Genre authors have one enemy in common and it is boredom.

Our number one goal, our Prime Directive, our First Commandment, our first principle is:

Never be boring.

Our readers come to us for a cure for boredom. I am a voracious reader and always have been. I have never curled up with a book thinking, I hope this bores me to sleep. Books that do that—and of course I’ve read my share—are books I don’t finish, and it’s rare that I’ll give that author a second try.

I will not engage with the snobby anti-genre literati, I will not fight the same pointless war from the genre side. I read and write “literary” fiction, too. I won’t be forced into an either/or existence… well, pretty much across the board.
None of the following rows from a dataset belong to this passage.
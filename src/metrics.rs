//! Prometheus metrics for the error pipeline.
//!
//! This module provides:
//! - Request latency, measured around the whole pipeline
//! - Error responses by status code
//! - Masked faults, not-found hits and caught panics

use std::time::Instant;

use axum::http::StatusCode;
use metrics::{counter, describe_counter, describe_histogram, histogram};
use tracing::debug;

// === Metric Name Constants ===

/// HTTP request latency metric name.
pub const METRIC_HTTP_REQUEST_LATENCY: &str = "http_request_latency_ms";
/// Error responses counter metric name.
pub const METRIC_ERROR_RESPONSES: &str = "error_responses_total";
/// Masked faults counter metric name.
pub const METRIC_MASKED_FAULTS: &str = "masked_faults_total";
/// Not-found counter metric name.
pub const METRIC_NOT_FOUND: &str = "not_found_total";
/// Caught panics counter metric name.
pub const METRIC_HANDLER_PANICS: &str = "handler_panics_total";

/// Initialize all metric descriptions.
/// Call this once at startup to register metrics with descriptions.
pub fn init_metrics() {
    describe_histogram!(
        METRIC_HTTP_REQUEST_LATENCY,
        "HTTP request latency in milliseconds"
    );

    describe_counter!(
        METRIC_ERROR_RESPONSES,
        "Total number of error responses sent, by status code"
    );
    describe_counter!(
        METRIC_MASKED_FAULTS,
        "Total number of unexpected faults masked as a generic 500"
    );
    describe_counter!(
        METRIC_NOT_FOUND,
        "Total number of requests that matched no route"
    );
    describe_counter!(
        METRIC_HANDLER_PANICS,
        "Total number of handler panics caught"
    );

    debug!("Metrics initialized");
}

/// Increment error responses counter.
pub fn inc_error_responses(status: StatusCode) {
    counter!(METRIC_ERROR_RESPONSES, "code" => status.as_u16().to_string()).increment(1);
}

/// Increment masked faults counter.
pub fn inc_masked_faults() {
    counter!(METRIC_MASKED_FAULTS).increment(1);
}

/// Increment not-found counter.
pub fn inc_not_found() {
    counter!(METRIC_NOT_FOUND).increment(1);
}

/// Increment caught panics counter.
pub fn inc_handler_panics() {
    counter!(METRIC_HANDLER_PANICS).increment(1);
}

/// RAII guard for timing operations.
/// Automatically records latency when dropped.
pub struct LatencyTimer {
    start: Instant,
    metric_name: &'static str,
}

impl LatencyTimer {
    /// Create a new latency timer for the given metric.
    pub fn new(metric_name: &'static str) -> Self {
        Self {
            start: Instant::now(),
            metric_name,
        }
    }

    /// Get elapsed time in milliseconds (without recording).
    pub fn elapsed_ms(&self) -> f64 {
        self.start.elapsed().as_secs_f64() * 1000.0
    }
}

impl Drop for LatencyTimer {
    fn drop(&mut self) {
        histogram!(self.metric_name).record(self.elapsed_ms());
    }
}

/// Create a latency timer for a whole HTTP request.
pub fn timer_http_request() -> LatencyTimer {
    LatencyTimer::new(METRIC_HTTP_REQUEST_LATENCY)
}
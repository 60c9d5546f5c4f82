//! HTTP API module: route registration and the error pipeline.

pub mod handlers;
pub mod pipeline;
pub mod routes;

pub use handlers::AppState;
pub use pipeline::{register_error_handlers, ErrorHandler, ErrorSink, TracingSink};
pub use routes::{api_router, create_router, register_routes};
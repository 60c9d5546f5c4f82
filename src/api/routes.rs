//! HTTP API route definitions.

use axum::{routing::get, Router};

use super::handlers::{api_status, health, AppState};
use super::pipeline::{register_error_handlers, ErrorHandler};

/// Path of the status endpoint.
pub const STATUS_PATH: &str = "/api/status";
/// Prefix every API route is nested under.
pub const API_PREFIX: &str = "/api";

/// Mount the status endpoint, then hand everything under `/api` to `api`.
///
/// `api` must not define `/status` itself; axum rejects overlapping routes.
pub fn register_routes(app: Router<AppState>, api: Router<AppState>) -> Router<AppState> {
    app.route(STATUS_PATH, get(api_status)).nest(API_PREFIX, api)
}

/// Router served under `/api`.
pub fn api_router() -> Router<AppState> {
    Router::new().route("/health", get(health))
}

/// Create the application router: routes first, error pipeline last.
pub fn create_router(state: AppState, api: Router<AppState>, errors: ErrorHandler) -> Router {
    let app = register_routes(Router::new(), api);
    register_error_handlers(app, errors).with_state(state)
}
I don’t think literary authors gain any traction by writing boring books, either. Nor do authors of historical fiction, which tend to be either romances or mysteries set in the past. Romance needs to be sexy or sweet or some measure of both. Fantasy has to have some kind of magical or unreal quality to it, with interesting characters doing interesting things in an interesting world. Science fiction can’t just describe some technological gizmo, it has to put that gizmo in the context of characters in conflict, trying to get the gizmo, or turn it off, or… whatever. Horror needs to be scary. Full stop.

You know what I mean.

In the Aeon article “Boredom is but a window to a sunny day beyond the gloom,” Neel Burton asked:

What, exactly, is boredom? It is a deeply unpleasant state of unmet arousal: we are aroused rather than despondent, but, for one or more reasons, our arousal cannot be met or directed.

In the case of curling up with a novel, we are “aroused” by the desire for a good story. If the story isn’t good, that arousal isn’t met. Sounds like science to me.

And you know exactly what I mean.

This is, honestly, the one true test of any piece of fiction. Is it, at the very least, not boring? And all the things we’ve talked about here, that I’ve written in books like The Guide to Writing Fantasy and Science Fiction and Writing Monsters, and that I’ve tried my best to do in my own fiction from the age of, maybe, six onward, is to encourage writing that, in the first place, isn’t boring.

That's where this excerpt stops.